Catalan nationalists, up to and including the deposed regional president Carles Puigdemont, see the Spanish judiciary as part of a “deep state” that frustrates Catalan ambitions at every turn.
That diminishes the meaning of the term “deep state”. Spain isn’t Egypt or Turkey.
It does have judges who are more political, and more reactionary, than the rest of Western Europe. I saw the consequences after more than two million Catalans defied a Constitutional Court ban to vote in an independence referendum in 2017. (I lived in Barcelona at the time.) Politicians and protest leaders were arrested and imprisoned. Spanish courts overturned a Catalan presidential election. As recently as last week, judges ordered a Catalan lawmaker to give up his seat in the regional parliament. Spanish “lawfare” against the Catalan independence movement has entered its fifth year.
When Poland’s right-wing government tries to control the appointment of judges, it sets off alarm bells in Brussels. Yet Spain has a similar system. Supermajorities in both houses of parliament are needed to elevate judges to the General Council of the Judiciary, which appoints lower-level judges. Since the Spanish Senate, like America’s, gives relatively more power to rural areas that tend to vote conservative, right-wing parties essentially have veto power over appointments to the council, and thus over the appointment of judges.
They used that power to prevent social democratic prime minister Pedro Sánchez from promoting more progressive judges. Another similarity with the United States, where Republicans prevented Barack Obama from filling a Supreme Court seat during the last year of his presidency.
Conservatives on the General Council appoint mostly conservative judges. Independent-minded Catalans bear the brunt of the consequences.
The Supreme Court of Spain has effectively criminalized Catalan separatism by convicting not just the politicians who led a failed breakaway in 2017 under laws against “sedition” but the leaders of the region’s two largest pro-independence groups as well, who did little more than encourage Catalans to vote.
Only two of the twelve justices of the Constitutional Court (which supersedes the Supreme Court in constitutional questions) agreed the prison sentences, ranging from nine to thirteen years, were excessive. Sánchez pardoned all nine separatists last year.

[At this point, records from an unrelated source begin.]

// SPDX-License-Identifier: BUSL-1.1
// Copyright (c) 2026 Loxone MCP Bridge Contributors

use loxone_core::catalogue::Device;
use loxone_core::Value as LoxValue;
use serde_json::{json, Value};

use crate::context::ToolContext;
use crate::tools::optional_str;

/// Read a device's primary reported state (`value`, falling back to
/// whichever single state ref it declares), resolving through the live
/// state mirror.
async fn current_reading(ctx: &ToolContext, device: &Device) -> Option<LoxValue> {
    let state_uuid_str = device.state_refs.get("value").or_else(|| device.state_refs.values().next())?;
    let uuid = state_uuid_str.parse().ok()?;
    ctx.client.state.get(&uuid).await
}

fn loxvalue_json(v: &LoxValue) -> Value {
    match v {
        LoxValue::Double(d) => json!(d),
        LoxValue::Bool(b) => json!(b),
        LoxValue::Text(s) => json!(s),
    }
}

fn devices_matching<'a>(devices: impl Iterator<Item = &'a Device>, types: &[&str], keywords: &[&str]) -> Vec<&'a Device> {
    devices
        .filter(|d| {
            types.iter().any(|t| t.eq_ignore_ascii_case(&d.device_type))
                || keywords.iter().any(|kw| d.name.to_lowercase().contains(kw))
        })
        .collect()
}

async fn readings_for(ctx: &ToolContext, devices: &[&Device]) -> Vec<Value> {
    let mut out = Vec::with_capacity(devices.len());
    for device in devices {
        let reading = current_reading(ctx, device).await;
        out.push(json!({
            "uuid": device.uuid.to_string(),
            "name": device.name,
            "room": device.room_name,
            "value": reading.as_ref().map(loxvalue_json),
        }));
    }
    out
}

const TEMPERATURE_TYPES: &[&str] = &["TemperatureSensor"];
const TEMPERATURE_KEYWORDS: &[&str] = &["temperature", "temperatur"];
const HUMIDITY_TYPES: &[&str] = &["HumiditySensor"];
const HUMIDITY_KEYWORDS: &[&str] = &["humidity", "feuchtigkeit"];
const BRIGHTNESS_KEYWORDS: &[&str] = &["brightness", "helligkeit", "lux"];
const WIND_TYPES: &[&str] = &["WindSensor"];
const WIND_KEYWORDS: &[&str] = &["wind"];

pub async fn get_weather_data(ctx: &ToolContext) -> Value {
    let catalogue = ctx.client.catalogue().await;
    let devices = devices_matching(
        catalogue.devices.values(),
        &[TEMPERATURE_TYPES, HUMIDITY_TYPES, WIND_TYPES].concat(),
        &[TEMPERATURE_KEYWORDS, HUMIDITY_KEYWORDS, WIND_KEYWORDS, BRIGHTNESS_KEYWORDS].concat(),
    );
    json!({ "readings": readings_for(ctx, &devices).await })
}

pub async fn get_outdoor_conditions(ctx: &ToolContext) -> Value {
    let catalogue = ctx.client.catalogue().await;
    let outdoor_keywords = ["outdoor", "aussen", "außen"];
    let devices: Vec<&Device> = catalogue
        .devices
        .values()
        .filter(|d| outdoor_keywords.iter().any(|kw| d.name.to_lowercase().contains(kw)))
        .collect();
    json!({ "conditions": readings_for(ctx, &devices).await })
}

pub async fn get_temperature_overview(ctx: &ToolContext, args: &Value) -> Value {
    let catalogue = ctx.client.catalogue().await;
    let room = optional_str(args, "room");
    let mut devices = devices_matching(catalogue.devices.values(), TEMPERATURE_TYPES, TEMPERATURE_KEYWORDS);
    if let Some(room) = room {
        devices.retain(|d| d.room_name.eq_ignore_ascii_case(room));
    }
    json!({ "room": room, "temperatures": readings_for(ctx, &devices).await })
}

pub async fn get_humidity_overview(ctx: &ToolContext, args: &Value) -> Value {
    let catalogue = ctx.client.catalogue().await;
    let room = optional_str(args, "room");
    let mut devices = devices_matching(catalogue.devices.values(), HUMIDITY_TYPES, HUMIDITY_KEYWORDS);
    if let Some(room) = room {
        devices.retain(|d| d.room_name.eq_ignore_ascii_case(room));
    }
    json!({ "room": room, "humidity": readings_for(ctx, &devices).await })
}

pub async fn get_brightness_levels(ctx: &ToolContext) -> Value {
    let catalogue = ctx.client.catalogue().await;
    let devices = devices_matching(catalogue.devices.values(), &[], BRIGHTNESS_KEYWORDS);
    json!({ "brightness": readings_for(ctx, &devices).await })
}

pub async fn get_environmental_summary(ctx: &ToolContext) -> Value {
    json!({
        "temperature": get_temperature_overview(ctx, &json!({})).await["temperatures"],
        "humidity": get_humidity_overview(ctx, &json!({})).await["humidity"],
        "brightness": get_brightness_levels(ctx).await["brightness"],
    })
}

const CLIMATE_TYPES: &[&str] = &["IRoomController", "Thermostat", "AirConditioning"];

pub async fn get_climate_summary(ctx: &ToolContext) -> Value {
    let catalogue = ctx.client.catalogue().await;
    let devices = devices_matching(catalogue.devices.values(), CLIMATE_TYPES, &["climate", "heating", "heizung"]);
    json!({ "controllers": readings_for(ctx, &devices).await })
}

pub async fn get_climate_control(ctx: &ToolContext, args: &Value) -> Value {
    let room_query = match crate::tools::require_str(args, "room") {
        Ok(r) => r,
        Err(e) => return e,
    };
    let catalogue = ctx.client.catalogue().await;
    let devices: Vec<&Device> = catalogue
        .devices
        .values()
        .filter(|d| d.room_name.eq_ignore_ascii_case(room_query) && CLIMATE_TYPES.contains(&d.device_type.as_str()))
        .collect();
    if devices.is_empty() {
        return json!({ "error": format!("no climate controller found in room: {room_query}") });
    }
    json!({ "room": room_query, "controllers": readings_for(ctx, &devices).await })
}

fn weather_server<'a>(catalogue: &'a loxone_core::catalogue::Catalogue) -> Option<&'a Device> {
    catalogue.devices.values().find(|d| d.device_type.eq_ignore_ascii_case("WeatherServer"))
}

pub async fn get_weather_service_status(ctx: &ToolContext) -> Value {
    let catalogue = ctx.client.catalogue().await;
    match weather_server(&catalogue) {
        Some(device) => json!({ "available": true, "uuid": device.uuid.to_string(), "name": device.name }),
        None => json!({
            "error": "weather service unavailable",
            "available_features": catalogue_feature_list(&catalogue),
        }),
    }
}

pub async fn get_weather_current(ctx: &ToolContext) -> Value {
    let catalogue = ctx.client.catalogue().await;
    let Some(device) = weather_server(&catalogue) else {
        return json!({ "error": "weather service unavailable", "available_features": catalogue_feature_list(&catalogue) });
    };
    let readings = readings_for(ctx, std::slice::from_ref(&device)).await;
    json!({ "current": readings.into_iter().next().unwrap_or(Value::Null) })
}

pub async fn get_weather_forecast(ctx: &ToolContext) -> Value {
    let catalogue = ctx.client.catalogue().await;
    match weather_server(&catalogue) {
        Some(device) => json!({ "forecast": device.details.get("forecast").cloned().unwrap_or(Value::Array(vec![])) }),
        None => json!({ "error": "weather service unavailable", "available_features": catalogue_feature_list(&catalogue) }),
    }
}

pub async fn diagnose_weather_service(ctx: &ToolContext) -> Value {
    let catalogue = ctx.client.catalogue().await;
    let present = weather_server(&catalogue).is_some();
    json!({
        "weather_server_present": present,
        "capabilities_weather": catalogue.capabilities.weather.has,
        "weather_device_count": catalogue.capabilities.weather.count,
    })
}

fn catalogue_feature_list(catalogue: &loxone_core::catalogue::Catalogue) -> Vec<&'static str> {
    let mut out = Vec::new();
    if catalogue.capabilities.lighting.has {
        out.push("lighting");
    }
    if catalogue.capabilities.blinds.has {
        out.push("blinds");
    }
    if catalogue.capabilities.security.has {
        out.push("security");
    }
    if catalogue.capabilities.energy.has {
        out.push("energy");
    }
    if catalogue.capabilities.audio.has {
        out.push("audio");
    }
    if catalogue.capabilities.climate.has {
        out.push("climate");
    }
    if catalogue.capabilities.sensors.has {
        out.push("sensors");
    }
    out
}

Before he was convicted, but while he was held in pre-trial detention, Oriol Junqueras, the leader of Catalonia’s largest pro-independence party, was barred by the Supreme Court from attending his swearing-in ceremony as a member of the European Parliament, to which he was elected in May 2019. Spain’s electoral authorities claimed Junqueras needed to be physically present at the ceremony to be considered a European lawmaker, which would have granted him immunity from prosecution. The European Parliament itself has no such rule. The European Court of Justice ordered Spain to release Junqueras on bail so he could be inaugurated. It didn’t. One of the conditions of Junqueras’ pardon is that he does not return to politics.
When Poland’s Constitutional Tribunal ruled that its laws take precedence over the European Union’s, the European Commission was rightly furious. When Spain outright ignored the European court, almost nobody noticed.
Spanish courts have removed several Catalan politicians from power, most notably Puigdemont’s successor as president, Quim Torra, in 2020.
Torra had the temerity to hang a yellow banner from his presidential palace in Barcelona during the Supreme Court trial to signal support for Junqueras and the other prisoners. Electoral authorities argued this violated rules on political neutrality. That was enough for the Supreme Court to overturn the Catalan presidential election and force Torra to resign.
A left-wing member of the Catalan parliament, Pau Juvillà, was forced to resign earlier this month for committing the same “offense”. Juvillà, who supports Catalan independence, was a Lleida city council member at the time of the 2019 municipal elections and refused to remove yellow ribbons — not even from the city council’s office, but from his own political party’s!
The National Court in Madrid (one tier down from the Supreme Court) sent Catalan and Balearic Island rappers Pablo Hasél and Valtònyc to prison (in separate cases) for “glorifying” terrorism in their lyrics and slandering the monarchy. The verdicts were upheld by the Supreme Court — and criticized by Amnesty International and the Council of Europe as attacks on free speech.
The rappers aren’t alone. Dozens of Spanish journalists, musicians and ordinary social-media users have been convicted in recent years under vaguely worded antiterrorism statutes that give Spanish judges extraordinary discretion; a discretion many have been willing to use — always to criminalize left-wing and separatist expressions.
In Barcelona, both the Pompeu Fabra University and the University of Barcelona were fined for violating the “freedom of education” and “freedom of speech” of their students by putting out statements in support of the jailed Catalan separatists. The verdicts were inevitably upheld by the Supreme Court on appeal, which apparently saw no contradiction in universities of “violating free speech” by exercising free speech.